[View in Colaboratory](https://colab.research.google.com/github/brynmwangy/predicting-bitcoin-prices-using-LSTM/blob/master/btc.ipynb)

In [None]:
#install all the required dependancy libraries
!pip install tensorflow #for prediction
!pip install numpy  #for matrix multiplication
!pip install pandas #define the data structures
!pip install matplotlib #for visualization
!pip install scikit-learn #for normalizing our data(scaling)


In [None]:
#importing the libraries
import tensorflow as tf
import numpy as np
import pandas as pd
import matplotlib.pyplot as plt
from sklearn.preprocessing import StandardScaler
import io
%matplotlib inline
from sklearn.model_selection import GridSearchCV
from tensorflow.keras.wrappers.scikit_learn import KerasRegressor
from tensorflow.keras.models import Sequential
from tensorflow.keras.layers import LSTM, Dense
from tensorflow.keras.optimizers import Adam
from tensorflow.keras.losses import MeanSquaredError
from sklearn.metrics import mean_squared_error, mean_absolute_error
from scipy.spatial.distance import cosine

In [None]:
#loading the dataset
from google.colab import files
uploaded = files.upload()

In [None]:
#decoding the files as uploaded will be a dictionary of keys (the file names) and values (the encoded file objects)
btc = pd.read_csv(io.StringIO(uploaded['btc.csv'].decode('utf-8')))
btc.head()

In [None]:
btc = pd.read_csv('btc.csv', encoding='utf-8')
btc.head()

In [None]:
#selecting only the column that we are going to use in the prediction process
data_to_use=btc['Close'].values
data_to_use

In [None]:
#data preprocessing(scaling)
from sklearn.preprocessing import StandardScaler
scaler = StandardScaler()
scaled_data = scaler.fit_transform(data_to_use.reshape(-1, 1))
#plotting the data
import matplotlib.pyplot as plt
plt.figure(figsize=(12,7), frameon=False, facecolor='brown', edgecolor='blue')
plt.title('Bitcoin prices from December 2014 to May 2018')
plt.xlabel('Days')
plt.ylabel('Scaled price of Bitcoin')
plt.plot(scaled_data, label='Price')
plt.legend()
plt.show()

In [None]:
# This function is used to create Features and Labels datasets.
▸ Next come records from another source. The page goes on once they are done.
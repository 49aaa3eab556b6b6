use std::fs::File;
use std::io::{self, LineWriter, Write};
use std::path::{Path, PathBuf};

use thiserror::Error;

#[derive(Debug, Error)]
pub enum SinkError {
    #[error("error creating output file {}: {source}", path.display())]
    Open {
        path: PathBuf,
        #[source]
        source: io::Error,
    },
    #[error("io error: {0}")]
    Io(#[from] io::Error),
}

/// Destination for newly discovered keywords, one per call.
pub trait KeywordSink: Send {
    fn append(&mut self, keyword: &str) -> Result<(), SinkError>;
}

/// Newline-delimited keyword file, truncated on open.
///
/// Every keyword reaches the file as soon as it is appended, so an abrupt
/// exit never loses earlier discoveries.
#[derive(Debug)]
pub struct FileKeywordSink {
    path: PathBuf,
    writer: LineWriter<File>,
}

impl FileKeywordSink {
    pub fn create(path: &Path) -> Result<Self, SinkError> {
        let file = File::create(path).map_err(|source| SinkError::Open {
            path: path.to_path_buf(),
            source,
        })?;
        Ok(Self {
            path: path.to_path_buf(),
            writer: LineWriter::new(file),
        })
    }

    pub fn path(&self) -> &Path {
        &self.path
    }

    /// Flushes and syncs the file, then releases it.
    pub fn close(mut self) -> Result<(), SinkError> {
        self.writer.flush()?;
        self.writer.get_ref().sync_all()?;
        Ok(())
    }
}

impl KeywordSink for FileKeywordSink {
    fn append(&mut self, keyword: &str) -> Result<(), SinkError> {
        writeln!(self.writer, "{keyword}")?;
        self.writer.flush()?;
        Ok(())
    }
}
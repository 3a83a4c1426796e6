use std::path::Path;

use chrono::{DateTime, Local};
use owo_colors::{OwoColorize, Stream, Style};

use crate::errors::OpsbenchError;
use crate::types::{BenchmarkSpec, MetricRecord};

const BANNER_WIDTH: usize = 63;

// Style constants
fn style_heading() -> Style {
    Style::new().cyan().bold()
}

fn style_ok() -> Style {
    Style::new().green()
}

fn style_fail() -> Style {
    Style::new().red()
}

/// Boxed title shown once at startup.
pub fn format_banner() -> String {
    let title = "Data Structures Performance Measurement & Analysis Tool";
    let inner = BANNER_WIDTH;
    let top = format!("╔{}╗", "═".repeat(inner));
    let middle = format!("║{:^inner$}║", title);
    let bottom = format!("╚{}╝", "═".repeat(inner));
    let style = style_heading();

    let mut out = String::new();
    for line in [top, middle, bottom] {
        out.push_str(
            &line
                .if_supports_color(Stream::Stdout, |s| s.style(style))
                .to_string(),
        );
        out.push('\n');
    }
    out
}

/// `[1/2] Running all measurements...`
pub fn format_phase(step: usize, total: usize, label: &str) -> String {
    let tag = format!("[{step}/{total}]");
    format!(
        "\n{} {}\n",
        tag.if_supports_color(Stream::Stdout, |s| s.style(style_heading())),
        label
    )
}

/// Header line printed before a benchmark is built.
pub fn format_started(spec: &BenchmarkSpec, index: usize, total: usize) -> String {
    let rule = "=".repeat(60);
    format!(
        "\n{}\n{} {} ({})\n{}\n",
        rule.if_supports_color(Stream::Stdout, |s| s.dimmed()),
        format!("[{}/{}]", index + 1, total)
            .if_supports_color(Stream::Stdout, |s| s.style(style_heading())),
        spec.name,
        spec.work_dir.display(),
        rule.if_supports_color(Stream::Stdout, |s| s.dimmed()),
    )
}

/// Echo of a benchmark's stdout under a `--- Output for <name> ---` header.
pub fn format_captured(spec: &BenchmarkSpec, output: &str) -> String {
    let header = format!("--- Output for {} ---", spec.name);
    let mut out = format!(
        "\n{}\n{}",
        header.if_supports_color(Stream::Stdout, |s| s.dimmed()),
        output
    );
    if !output.ends_with('\n') {
        out.push('\n');
    }
    out
}

pub fn format_collected(spec: &BenchmarkSpec, record: &MetricRecord) -> String {
    let fields = record.field_count();
    let plural = if fields == 1 { "" } else { "s" };
    format!(
        "{} Data collected for {} ({fields} field{plural})\n",
        "✓".if_supports_color(Stream::Stdout, |s| s.style(style_ok())),
        spec.name,
    )
}

pub fn format_skipped(reason: &OpsbenchError) -> String {
    format!(
        "{} {}\n",
        "✗".if_supports_color(Stream::Stdout, |s| s.style(style_fail())),
        reason
    )
}

/// One line per skipped benchmark, or nothing when every benchmark ran.
pub fn format_skip_summary(skipped: &[OpsbenchError]) -> String {
    if skipped.is_empty() {
        return String::new();
    }

    let mut out = format!(
        "\n{}\n",
        format!("Skipped {} benchmark(s):", skipped.len())
            .if_supports_color(Stream::Stdout, |s| s.yellow())
    );
    for reason in skipped {
        // Build diagnostics may span several lines; keep the summary compact.
        let first_line = reason.to_string();
        let first_line = first_line.lines().next().unwrap_or_default();
        out.push_str(&format!("  - {first_line}\n"));
    }
    out
}

pub fn format_saved(what: &str, path: &Path) -> String {
    format!(
        "{} {what} saved to {}\n",
        "✓".if_supports_color(Stream::Stdout, |s| s.style(style_ok())),
        path.display()
    )
}

/// Closing banner. The timestamp lives here rather than in the report so
/// that reports stay reproducible.
pub fn format_completion(results_dir: &Path, finished: DateTime<Local>) -> String {
    let rule = "=".repeat(70);
    let check = "✓".if_supports_color(Stream::Stdout, |s| s.style(style_ok()));
    format!(
        "\n{rule}\n{check} All tasks completed successfully!\n{check} Results saved in: {}\n  Finished: {}\n{rule}\n",
        results_dir.display(),
        finished.format("%Y-%m-%d %H:%M:%S"),
    )
}

#[cfg(test)]
mod tests {
    use super::*;
    use chrono::TimeZone;
    use std::path::PathBuf;
    use std::time::Duration;

    fn spec() -> BenchmarkSpec {
        BenchmarkSpec {
            name: "AVL Tree".to_string(),
            source: PathBuf::from("measure.cpp"),
            executable: PathBuf::from("main"),
            work_dir: PathBuf::from("/suite/standart/avl"),
        }
    }

    #[test]
    fn banner_is_three_lines_with_title() {
        let banner = format_banner();
        assert_eq!(banner.lines().count(), 3);
        assert!(banner.contains("Performance Measurement & Analysis Tool"));
    }

    #[test]
    fn started_shows_position_and_dir() {
        let line = format_started(&spec(), 2, 4);
        assert!(line.contains("[3/4]"));
        assert!(line.contains("AVL Tree (/suite/standart/avl)"));
    }

    #[test]
    fn captured_output_is_echoed_under_header() {
        let text = format_captured(&spec(), "Duration: 5 ms\nOperations per second: 2");
        assert!(text.contains("--- Output for AVL Tree ---"));
        assert!(text.ends_with("\nDuration: 5 ms\nOperations per second: 2\n"));

        let text = format_captured(&spec(), "Total operations: 1\n");
        assert!(text.ends_with("\nTotal operations: 1\n"));
        assert!(!text.ends_with("\n\n"));
    }

    #[test]
    fn collected_counts_fields() {
        let record = MetricRecord {
            ops_per_second: Some(1.0),
            ..Default::default()
        };
        assert!(format_collected(&spec(), &record).contains("Data collected for AVL Tree (1 field)"));

        let record = MetricRecord {
            ops_per_second: Some(1.0),
            duration_ms: Some(2),
            ..Default::default()
        };
        assert!(format_collected(&spec(), &record).contains("(2 fields)"));
    }

    #[test]
    fn skip_summary_empty_when_nothing_skipped() {
        assert_eq!(format_skip_summary(&[]), "");
    }

    #[test]
    fn skip_summary_lists_first_line_of_each_reason() {
        let skipped = vec![
            OpsbenchError::BuildFailed {
                name: "Vector".to_string(),
                detail: "toolchain exit status: 1\nmeasure.cpp:3: error".to_string(),
            },
            OpsbenchError::ExecutionTimedOut {
                name: "AVL Tree".to_string(),
                timeout: Duration::from_secs(30),
            },
        ];
        let summary = format_skip_summary(&skipped);
        assert!(summary.contains("Skipped 2 benchmark(s):"));
        assert!(summary.contains("  - Build failed for Vector: toolchain exit status: 1\n"));
        assert!(!summary.contains("measure.cpp:3"));
        assert!(summary.contains("  - Execution timed out for AVL Tree after 30s\n"));
    }

    #[test]
    fn completion_includes_timestamp() {
        let finished = Local.with_ymd_and_hms(2026, 2, 18, 9, 30, 0).unwrap();
        let text = format_completion(Path::new("/suite/results"), finished);
        assert!(text.contains("All tasks completed successfully!"));
        assert!(text.contains("Results saved in: /suite/results"));
        assert!(text.contains("Finished: 2026-02-18 09:30:00"));
    }
}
By windowing the data.
#Input: data - dataset used in the project
#window_size - how many data points we are going to use to predict the next datapoint in the sequence 
#[Example: if window_size = 1 we are going to use only the previous day to predict todays stock prices]
#Outputs: X - features splitted into windows of datapoints (if window_size = 1, X = [len(data)-1, 1])
#y - 'labels', actually this is the next number in the sequence, this number we are trying to predict

def window_data(data, window_size):
    X = []
    y = []
    
    i = 0
    while (i + window_size) <= len(data) - 1:
        X.append(data[i:i+window_size])
        y.append(data[i+window_size])
        
        i += 1
    assert len(X) ==  len(y)
    return X, y
#windowing the data with window_data function
X, y = window_data(scaled_data, 7)


#we now split the data into training and test set
X_train  = np.array(X[:1018])
y_train = np.array(y[:1018])

X_test = np.array(X[1018:])
y_test = np.array(y[1018:])

print("X_train size: {}".format(X_train.shape))
print("y_train size: {}".format(y_train.shape))
print("X_test size: {}".format(X_test.shape))
print("y_test size: {}".format(y_test.shape))

In [None]:


def build_model(batch_size, window_size, hidden_layer, learning_rate):
    model = Sequential()
    model.add(LSTM(hidden_layer, batch_input_shape=(batch_size, window_size, 1)))
    model.add(Dense(1))

    optimizer = Adam(learning_rate=learning_rate)
    model.compile(loss=MeanSquaredError(), optimizer=optimizer)
    
    return model


# Parâmetros para o grid search
param_grid = {
    'batch_size': [32, 64, 128],
    'window_size': [5, 7, 10],
    'hidden_layer': [128, 256, 512],
    'learning_rate': [0.001, 0.01, 0.1],
    'epochs': [100, 200, 300]
}

# Use o wrapper do keras para o sklearn
model = KerasRegressor(build_fn=build_model, verbose=1)

# Grid Search
grid = GridSearchCV(estimator=model, param_grid=param_grid, cv=3)
grid_result = grid.fit(X_train, y_train)

# Mostra os resultados
print(f"Best: {grid_result.best_score_} using {grid_result.best_params_}")


In [None]:
grid_result.best_params_

In [None]:
#IMPRIMIR METRICAS

In [None]:


# Preveja os valores com o modelo treinado
y_pred = grid_result.predict(X_test).flatten()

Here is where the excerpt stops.